Chart showing Teladoc's average U.S. revenue per member per month climbing each quarter since 2020.

Data source: Teladoc Health. Chart by Author.

The success is creating a flywheel where more patients are using Teladoc's platform, which attracts more therapists to serve them. In fact, Teladoc reported adding more than 10,000 new therapists last year, with another 1,200 joining in January 2022. That is incredibly valuable in a world where therapists have become hard to find and the need for treatment has spiked. 

Leaving competition behind

Teladoc's competitors are not standing still. Amwell (AMWL -1.62%) acquired digital mental health provider SilverCloud Health last July and highlighted it extensively on its own earnings conference call. However, in contrast to Teladoc, Amwell's service is (at least temporarily) hindering profitability, and management has not yet decided what operational metrics it will share with investors. It adds up to a much more nascent part of the business.

The focus from both companies is welcome. Mental health is an ongoing crisis in the U.S. Many are calling it the next pandemic as people struggle with isolation and adapting to a new normal. A study in the medical journal The Lancet estimated there were 130 million more cases of anxiety and depression globally in 2020 than before. The surge has strained the capacity of many healthcare providers and left prospective patients unable to find the help they seek.

Supposed competition becomes collaboration

Thanks to a surprising strategic partnership, getting help could soon get easier. On Monday, Teladoc announced that its general medical virtual care would be available on Amazon's (AMZN -1.64%) Echo devices.
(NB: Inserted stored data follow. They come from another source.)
//! Snapshot binary format definitions

use sha2::{Digest, Sha256};
use std::io::{Read, Write};

/// Magic number for Raya snapshots: "RAYA\0\0\0\0"
pub const SNAPSHOT_MAGIC: u64 = 0x0000005941594152;

/// Current snapshot format version
pub const SNAPSHOT_VERSION: u32 = 1;

/// Snapshot header (32 bytes)
#[repr(C)]
#[derive(Debug, Clone)]
pub struct SnapshotHeader {
    /// Magic number (must be SNAPSHOT_MAGIC)
    pub magic: u64,

    /// Snapshot format version
    pub version: u32,

    /// Flags (compression, encryption, etc.)
    pub flags: u32,

    /// Endianness marker (0x01020304)
    pub endianness: u32,

    /// Timestamp when snapshot was created (Unix epoch millis)
    pub timestamp: u64,

    /// Offset to checksum in file
    pub checksum_offset: u32,

    /// Reserved for future use
    pub reserved: u32,
}

impl SnapshotHeader {
    /// Create a new snapshot header with current timestamp
    pub fn new() -> Self {
        Self {
            magic: SNAPSHOT_MAGIC,
            version: SNAPSHOT_VERSION,
            flags: 0,
            endianness: 0x01020304,
            timestamp: std::time::SystemTime::now()
                .duration_since(std::time::UNIX_EPOCH)
                .unwrap()
                .as_millis() as u64,
            checksum_offset: 0,
            reserved: 0,
        }
    }

    /// Validate snapshot header
    pub fn validate(&self) -> Result<(), SnapshotError> {
        if self.magic != SNAPSHOT_MAGIC {
            return Err(SnapshotError::InvalidMagic);
        }

        if self.version != SNAPSHOT_VERSION {
            return Err(SnapshotError::IncompatibleVersion {
                expected: SNAPSHOT_VERSION,
                actual: self.version,
            });
        }

        if self.endianness != 0x01020304 {
            return Err(SnapshotError::EndiannessMismatch);
        }

        Ok(())
    }

    /// Encode header to writer in little-endian format
    pub fn encode(&self, writer: &mut impl Write) -> std::io::Result<()> {
        writer.write_all(&self.magic.to_le_bytes())?;
        writer.write_all(&self.version.to_le_bytes())?;
        writer.write_all(&self.flags.to_le_bytes())?;
        writer.write_all(&self.endianness.to_le_bytes())?;
        writer.write_all(&self.timestamp.to_le_bytes())?;
        writer.write_all(&self.checksum_offset.to_le_bytes())?;
        writer.write_all(&self.reserved.to_le_bytes())?;
        Ok(())
    }

    /// Decode header from reader
    pub fn decode(reader: &mut impl Read) -> std::io::Result<Self> {
        let mut buf = [0u8; 8];
        reader.read_exact(&mut buf)?;
        let magic = u64::from_le_bytes(buf);

        let mut buf = [0u8; 4];
        reader.read_exact(&mut buf)?;
        let version = u32::from_le_bytes(buf);

        reader.read_exact(&mut buf)?;
        let flags = u32::from_le_bytes(buf);

        reader.read_exact(&mut buf)?;
        let endianness = u32::from_le_bytes(buf);

        let mut buf = [0u8; 8];
        reader.read_exact(&mut buf)?;
        let timestamp = u64::from_le_bytes(buf);

        let mut buf = [0u8; 4];
        reader.read_exact(&mut buf)?;
        let checksum_offset = u32::from_le_bytes(buf);

        reader.read_exact(&mut buf)?;
        let reserved = u32::from_le_bytes(buf);

        Ok(Self {
            magic,
            version,
            flags,
            endianness,
            timestamp,
            checksum_offset,
            reserved,
        })
    }
}

impl Default for SnapshotHeader {
    fn default() -> Self {
        Self::new()
    }
}

/// Segment type identifier
#[repr(u8)]
#[derive(Debug, Copy, Clone, PartialEq, Eq)]
pub enum SegmentType {
    /// Metadata segment containing snapshot information
    Metadata = 1,
    /// Heap segment containing allocated objects
    Heap = 2,
    /// Task segment containing task state
    Task = 3,
    /// Scheduler segment containing scheduler state
    Scheduler = 4,
    /// Sync segment containing synchronization primitives
    Sync = 5,
}

/// Segment header
#[repr(C)]
#[derive(Debug, Clone)]
pub struct SegmentHeader {
    /// Segment type identifier
    pub segment_type: u8,
    /// Segment flags
    pub flags: u8,
    /// Reserved for future use
    pub reserved: u16,
    /// Length of segment data in bytes
    pub length: u64,
}

impl SegmentHeader {
    /// Create a new segment header
    pub fn new(segment_type: SegmentType, length: u64) -> Self {
        Self {
            segment_type: segment_type as u8,
            flags: 0,
            reserved: 0,
            length,
        }
    }

    /// Encode segment header to writer
    pub fn encode(&self, writer: &mut impl Write) -> std::io::Result<()> {
        writer.write_all(&[self.segment_type])?;
        writer.write_all(&[self.flags])?;
        writer.write_all(&self.reserved.to_le_bytes())?;
        writer.write_all(&self.length.to_le_bytes())?;
        Ok(())
    }

    /// Decode segment header from reader
    pub fn decode(reader: &mut impl Read) -> std::io::Result<Self> {
        let mut buf = [0u8; 1];
        reader.read_exact(&mut buf)?;
        let segment_type = buf[0];

        reader.read_exact(&mut buf)?;
        let flags = buf[0];

        let mut buf = [0u8; 2];
        reader.read_exact(&mut buf)?;
        let reserved = u16::from_le_bytes(buf);

        let mut buf = [0u8; 8];
        reader.read_exact(&mut buf)?;
        let length = u64::from_le_bytes(buf);

        Ok(Self {
            segment_type,
            flags,
            reserved,
            length,
        })
    }
}

/// Checksum for snapshot integrity
#[derive(Debug, Clone)]
pub struct SnapshotChecksum {
    hash: [u8; 32], // SHA-256
}

impl SnapshotChecksum {
    /// Compute SHA-256 checksum of data
    pub fn compute(data: &[u8]) -> Self {
        let mut hasher = Sha256::new();
        hasher.update(data);
        let result = hasher.finalize();

        let mut hash = [0u8; 32];
        hash.copy_from_slice(&result);

        Self { hash }
    }

    /// Verify that checksum matches the given data
    pub fn verify(&self, data: &[u8]) -> bool {
        let computed = Self::compute(data);
        self.hash == computed.hash
    }

    /// Encode checksum to writer
    pub fn encode(&self, writer: &mut impl Write) -> std::io::Result<()> {
        writer.write_all(&self.hash)
    }

    /// Decode checksum from reader
    pub fn decode(reader: &mut impl Read) -> std::io::Result<Self> {
        let mut hash = [0u8; 32];
        reader.read_exact(&mut hash)?;
        Ok(Self { hash })
    }
}

/// Snapshot error types
#[derive(Debug)]
pub enum SnapshotError {
    /// Invalid magic number in snapshot header
    InvalidMagic,
    /// Incompatible snapshot version
    IncompatibleVersion {
        /// Expected version
        expected: u32,
        /// Actual version found
        actual: u32,
    },
    /// Endianness mismatch between snapshot and current system
    EndiannessMismatch,
    /// Checksum verification failed
    ChecksumMismatch,
    /// Corrupted snapshot data
    CorruptedData,
    /// I/O error during snapshot read/write
    IoError(std::io::Error),
}

impl From<std::io::Error> for SnapshotError {
    fn from(e: std::io::Error) -> Self {
        SnapshotError::IoError(e)
    }
}

impl std::fmt::Display for SnapshotError {
    fn fmt(&self, f: &mut std::fmt::Formatter<'_>) -> std::fmt::Result {
        match self {
            SnapshotError::InvalidMagic => write!(f, "Invalid snapshot magic number"),
            SnapshotError::IncompatibleVersion { expected, actual } => {
                write!(
                    f,
                    "Incompatible snapshot version (expected {}, got {})",
                    expected, actual
                )
            }
            SnapshotError::EndiannessMismatch => write!(f, "Endianness mismatch"),
            SnapshotError::ChecksumMismatch => write!(f, "Checksum verification failed"),
            SnapshotError::CorruptedData => write!(f, "Corrupted snapshot data"),
            SnapshotError::IoError(e) => write!(f, "I/O error: {}", e),
        }
    }
}

impl std::error::Error for SnapshotError {}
All users need to say is "Alexa, I want to talk to a doctor." With one-third of users on the Teladoc platform now accessing mental health resources, it isn't hard to imagine the partnership expanding beyond support for mere cold, flu, and allergy symptoms. It's another potential positive development shareholders should look out for. 
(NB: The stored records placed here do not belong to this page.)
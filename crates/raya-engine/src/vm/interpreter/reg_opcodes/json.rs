//! Register-based JSON opcode handlers

use crate::compiler::bytecode::reg_opcode::{RegInstr, RegOpcode};
use crate::compiler::Module;
use crate::vm::interpreter::reg_execution::RegOpcodeResult;
use crate::vm::interpreter::Interpreter;
use crate::vm::json::{self, JsonValue};
use crate::vm::object::RayaString;
use crate::vm::register_file::RegisterFile;
use crate::vm::value::Value;
use crate::vm::VmError;
use rustc_hash::FxHashMap;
Adding mental health support to the Echo-supported services would only open the funnel wider to capture a segment of customers that appear to be driving Teladoc toward profitability. On the conference call, one analyst summed up investor sentiment when asking about management's guidance. He implied an EBITDA margin -- that's earnings before interest, taxes, depreciation, and amortization -- of approximately 17% by the fourth quarter of this year. His excitement was hard to disguise when he offered that most on Wall Street didn't expect Teladoc to achieve those margins for another three or four years.

Shareholders should be excited too. Despite a beaten-down stock price, investors with a multi-year time horizon should look through the negativity and recognize the green shoots of profitable growth. They are rising from the seeds management has been planting for the last few years. It isn't too late to benefit as Wall Street is only starting to catch on.